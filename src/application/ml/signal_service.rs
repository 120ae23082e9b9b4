use super::inference_service::{InferenceReport, InferenceService};
use super::outcome_resolver::{OutcomeResolver, ResolutionReport};
use super::training_service::{TrainingReport, TrainingService};
use crate::application::system::CancellationToken;
use crate::domain::errors::is_cancelled;
use crate::domain::market::Timeframe;
use crate::domain::ports::FeatureEngine;
use crate::infrastructure::observability::Metrics;
use anyhow::{Context, Result};
use chrono::{DateTime, Utc};
use serde::Serialize;
use std::sync::Arc;
use tracing::{error, info, warn};

/// Aggregate outcome of one scheduled cycle
#[derive(Debug, Clone, Default, Serialize)]
pub struct CycleReport {
    pub started_at: Option<DateTime<Utc>>,
    pub rows_refreshed: usize,
    pub predictions_written: usize,
    pub signals_emitted: usize,
    pub models_trained: usize,
    pub models_promoted: usize,
    pub predictions_resolved: usize,
    /// Per-model soft failures (promotion checks, skipped sub-runs)
    pub soft_errors: Vec<String>,
    pub first_error: Option<String>,
    pub cancelled: bool,
    pub training: Option<TrainingReport>,
    pub inference: Option<InferenceReport>,
    pub resolution: Option<ResolutionReport>,
}

impl CycleReport {
    pub fn is_ok(&self) -> bool {
        self.first_error.is_none() && !self.cancelled
    }
}

/// Top-level orchestrator invoked by the scheduler.
///
/// Holds no global state: collaborators and configuration are injected at
/// construction.
pub struct MlSignalService {
    feature_engine: Option<Arc<dyn FeatureEngine>>,
    training: Arc<TrainingService>,
    inference: Arc<InferenceService>,
    resolver: Arc<OutcomeResolver>,
    intervals: Vec<Timeframe>,
    metrics: Metrics,
}

impl MlSignalService {
    pub fn new(
        feature_engine: Option<Arc<dyn FeatureEngine>>,
        training: Arc<TrainingService>,
        inference: Arc<InferenceService>,
        resolver: Arc<OutcomeResolver>,
        intervals: Vec<Timeframe>,
        metrics: Metrics,
    ) -> Self {
        Self {
            feature_engine,
            training,
            inference,
            resolver,
            intervals,
            metrics,
        }
    }

    pub fn metrics(&self) -> &Metrics {
        &self.metrics
    }

    /// Ask the external feature engine to bring every interval up to `now`.
    /// A no-op when no engine is wired.
    pub async fn refresh_features(
        &self,
        now: DateTime<Utc>,
        cancel: &CancellationToken,
    ) -> Result<usize> {
        let Some(engine) = &self.feature_engine else {
            return Ok(0);
        };
        let mut total = 0;
        for &interval in &self.intervals {
            cancel.check()?;
            let refreshed = engine
                .refresh(interval, now)
                .await
                .with_context(|| format!("Feature refresh failed for {}", interval))?;
            info!("Refreshed {} feature rows on {}", refreshed, interval);
            total += refreshed;
        }
        self.metrics.feature_rows_refreshed.inc_by(total as f64);
        Ok(total)
    }

    pub async fn train(
        &self,
        now: DateTime<Utc>,
        cancel: &CancellationToken,
    ) -> Result<TrainingReport> {
        let report = self.training.run(now, cancel).await?;
        for result in &report.results {
            self.metrics.inc_models_trained(&result.model_key);
            if result.promoted {
                self.metrics.inc_models_promoted(&result.model_key);
                self.metrics
                    .set_active_version(&result.model_key, result.version);
            }
        }
        Ok(report)
    }

    pub async fn infer(&self, cancel: &CancellationToken) -> Result<InferenceReport> {
        let report = self.inference.run(cancel).await?;
        for (model_key, count) in &report.predictions_by_model {
            self.metrics.add_predictions(model_key, *count);
        }
        self.metrics
            .signals_emitted
            .inc_by(report.signals_emitted as f64);
        Ok(report)
    }

    pub async fn resolve(
        &self,
        now: DateTime<Utc>,
        cancel: &CancellationToken,
    ) -> Result<ResolutionReport> {
        let report = self.resolver.resolve_due(now, cancel).await?;
        self.metrics
            .predictions_resolved
            .inc_by(report.resolved as f64);
        Ok(report)
    }

    /// Feature refresh, optional training, inference, then resolution.
    ///
    /// A failing step is recorded (the first one becomes `first_error`) and
    /// the remaining steps still run; cancellation stops the cycle.
    pub async fn run_cycle(
        &self,
        now: DateTime<Utc>,
        include_training: bool,
        cancel: &CancellationToken,
    ) -> CycleReport {
        let mut report = CycleReport {
            started_at: Some(now),
            ..Default::default()
        };

        match self.refresh_features(now, cancel).await {
            Ok(rows) => report.rows_refreshed = rows,
            Err(e) => {
                if self.record_failure(&mut report, "feature refresh", e) {
                    return report;
                }
            }
        }

        if include_training {
            match self.train(now, cancel).await {
                Ok(training) => {
                    report.models_trained = training.trained();
                    report.models_promoted = training.promoted();
                    for result in &training.results {
                        if let Some(err) = &result.promotion_error {
                            report.soft_errors.push(format!(
                                "{} v{}: {}",
                                result.model_key, result.version, err
                            ));
                        }
                    }
                    for skipped in &training.skipped {
                        report
                            .soft_errors
                            .push(format!("{}: {}", skipped.model_key, skipped.reason));
                    }
                    report.training = Some(training);
                }
                Err(e) => {
                    if self.record_failure(&mut report, "training", e) {
                        return report;
                    }
                }
            }
        }

        match self.infer(cancel).await {
            Ok(inference) => {
                report.predictions_written = inference.predictions_written;
                report.signals_emitted = inference.signals_emitted;
                for key in &inference.skipped_models {
                    report
                        .soft_errors
                        .push(format!("{}: artifact could not be loaded", key));
                }
                report.inference = Some(inference);
            }
            Err(e) => {
                if self.record_failure(&mut report, "inference", e) {
                    return report;
                }
            }
        }

        match self.resolve(now, cancel).await {
            Ok(resolution) => {
                report.predictions_resolved = resolution.resolved;
                report.resolution = Some(resolution);
            }
            Err(e) => {
                self.record_failure(&mut report, "outcome resolution", e);
            }
        }

        info!(
            "Cycle done: refreshed={} predictions={} signals={} trained={} promoted={} resolved={}",
            report.rows_refreshed,
            report.predictions_written,
            report.signals_emitted,
            report.models_trained,
            report.models_promoted,
            report.predictions_resolved
        );
        report
    }

    /// Returns true when the cycle must stop (cancellation)
    fn record_failure(&self, report: &mut CycleReport, step: &str, err: anyhow::Error) -> bool {
        if is_cancelled(&err) {
            warn!("Cycle cancelled during {}", step);
            report.cancelled = true;
            return true;
        }
        error!("{} failed: {:#}", step, err);
        self.metrics.inc_cycle_errors(step);
        if report.first_error.is_none() {
            report.first_error = Some(format!("{}: {:#}", step, err));
        }
        false
    }
}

★ ★ ★ ★

■ DIRECTIONS FOR THIS TASK ■
Restate every entry above word for word.

■ YOUR SOLUTION ■
filename src/application/ml/signal_service.rs
repository 120ae23082e9b9b4
use super::inference_service::{InferenceReport, InferenceService};
use super::outcome_resolver::{OutcomeResolver, ResolutionReport};
use super::training_service::{TrainingReport, TrainingService};
use crate::application::system::CancellationToken;
use crate::domain::errors::is_cancelled;
use crate::domain::market::Timeframe;
use crate::domain::ports::FeatureEngine;
use crate::infrastructure::observability::Metrics;
use anyhow::{Context, Result};
use chrono::{DateTime, Utc};
use serde::Serialize;
use std::sync::Arc;
use tracing::{error, info, warn};

/// Aggregate outcome of one scheduled cycle
#[derive(Debug, Clone, Default, Serialize)]
pub struct CycleReport {
    pub started_at: Option<DateTime<Utc>>,
    pub rows_refreshed: usize,
    pub predictions_written: usize,
    pub signals_emitted: usize,
    pub models_trained: usize,
    pub models_promoted: usize,
    pub predictions_resolved: usize,
    /// Per-model soft failures (promotion checks, skipped sub-runs)
    pub soft_errors: Vec<String>,
    pub first_error: Option<String>,
    pub cancelled: bool,
    pub training: Option<TrainingReport>,
    pub inference: Option<InferenceReport>,
    pub resolution: Option<ResolutionReport>,
}

impl CycleReport {
    pub fn is_ok(&self) -> bool {
        self.first_error.is_none() && !self.cancelled
    }
}

/// Top-level orchestrator invoked by the scheduler.
///
/// Holds no global state: collaborators and configuration are injected at
/// construction.
pub struct MlSignalService {
    feature_engine: Option<Arc<dyn FeatureEngine>>,
    training: Arc<TrainingService>,
    inference: Arc<InferenceService>,
    resolver: Arc<OutcomeResolver>,
    intervals: Vec<Timeframe>,
    metrics: Metrics,
}

impl MlSignalService {
    pub fn new(
        feature_engine: Option<Arc<dyn FeatureEngine>>,
        training: Arc<TrainingService>,
        inference: Arc<InferenceService>,
        resolver: Arc<OutcomeResolver>,
        intervals: Vec<Timeframe>,
        metrics: Metrics,
    ) -> Self {
        Self {
            feature_engine,
            training,
            inference,
            resolver,
            intervals,
            metrics,
        }
    }

    pub fn metrics(&self) -> &Metrics {
        &self.metrics
    }

    /// Ask the external feature engine to bring every interval up to `now`.
    /// A no-op when no engine is wired.
    pub async fn refresh_features(
        &self,
        now: DateTime<Utc>,
        cancel: &CancellationToken,
    ) -> Result<usize> {
        let Some(engine) = &self.feature_engine else {
            return Ok(0);
        };
        let mut total = 0;
        for &interval in &self.intervals {
            cancel.check()?;
            let refreshed = engine
                .refresh(interval, now)
                .await
                .with_context(|| format!("Feature refresh failed for {}", interval))?;
            info!("Refreshed {} feature rows on {}", refreshed, interval);
            total += refreshed;
        }
        self.metrics.feature_rows_refreshed.inc_by(total as f64);
        Ok(total)
    }

    pub async fn train(
        &self,
        now: DateTime<Utc>,
        cancel: &CancellationToken,
    ) -> Result<TrainingReport> {
        let report = self.training.run(now, cancel).await?;
        for result in &report.results {
            self.metrics.inc_models_trained(&result.model_key);
            if result.promoted {
                self.metrics.inc_models_promoted(&result.model_key);
                self.metrics
                    .set_active_version(&result.model_key, result.version);
            }
        }
        Ok(report)
    }

    pub async fn infer(&self, cancel: &CancellationToken) -> Result<InferenceReport> {
        let report = self.inference.run(cancel).await?;
        for (model_key, count) in &report.predictions_by_model {
            self.metrics.add_predictions(model_key, *count);
        }
        self.metrics
            .signals_emitted
            .inc_by(report.signals_emitted as f64);
        Ok(report)
    }

    pub async fn resolve(
        &self,
        now: DateTime<Utc>,
        cancel: &CancellationToken,
    ) -> Result<ResolutionReport> {
        let report = self.resolver.resolve_due(now, cancel).await?;
        self.metrics
            .predictions_resolved
            .inc_by(report.resolved as f64);
        Ok(report)
    }

    /// Feature refresh, optional training, inference, then resolution.
    ///
    /// A failing step is recorded (the first one becomes `first_error`) and
    /// the remaining steps still run; cancellation stops the cycle.
    pub async fn run_cycle(
        &self,
        now: DateTime<Utc>,
        include_training: bool,
        cancel: &CancellationToken,
    ) -> CycleReport {
        let mut report = CycleReport {
            started_at: Some(now),
            ..Default::default()
        };

        match self.refresh_features(now, cancel).await {
            Ok(rows) => report.rows_refreshed = rows,
            Err(e) => {
                if self.record_failure(&mut report, "feature refresh", e) {
                    return report;
                }
            }
        }

        if include_training {
            match self.train(now, cancel).await {
                Ok(training) => {
                    report.models_trained = training.trained();
                    report.models_promoted = training.promoted();
                    for result in &training.results {
                        if let Some(err) = &result.promotion_error {
                            report.soft_errors.push(format!(
                                "{} v{}: {}",
                                result.model_key, result.version, err
                            ));
                        }
                    }
                    for skipped in &training.skipped {
                        report
                            .soft_errors
                            .push(format!("{}: {}", skipped.model_key, skipped.reason));
                    }
                    report.training = Some(training);
                }
                Err(e) => {
                    if self.record_failure(&mut report, "training", e) {
                        return report;
                    }
                }
            }
        }

        match self.infer(cancel).await {
            Ok(inference) => {
                report.predictions_written = inference.predictions_written;
                report.signals_emitted = inference.signals_emitted;
                for key in &inference.skipped_models {
                    report
                        .soft_errors
                        .push(format!("{}: artifact could not be loaded", key));
                }
                report.inference = Some(inference);
            }
            Err(e) => {
                if self.record_failure(&mut report, "inference", e) {
                    return report;
                }
            }
        }

        match self.resolve(now, cancel).await {
            Ok(resolution) => {
                report.predictions_resolved = resolution.resolved;
                report.resolution = Some(resolution);
            }
            Err(e) => {
                self.record_failure(&mut report, "outcome resolution", e);
            }
        }

        info!(
            "Cycle done: refreshed={} predictions={} signals={} trained={} promoted={} resolved={}",
            report.rows_refreshed,
            report.predictions_written,
            report.signals_emitted,
            report.models_trained,
            report.models_promoted,
            report.predictions_resolved
        );
        report
    }

    /// Returns true when the cycle must stop (cancellation)
    fn record_failure(&self, report: &mut CycleReport, step: &str, err: anyhow::Error) -> bool {
        if is_cancelled(&err) {
            warn!("Cycle cancelled during {}", step);
            report.cancelled = true;
            return true;
        }
        error!("{} failed: {:#}", step, err);
        self.metrics.inc_cycle_errors(step);
        if report.first_error.is_none() {
            report.first_error = Some(format!("{}: {:#}", step, err));
        }
        false
    }
}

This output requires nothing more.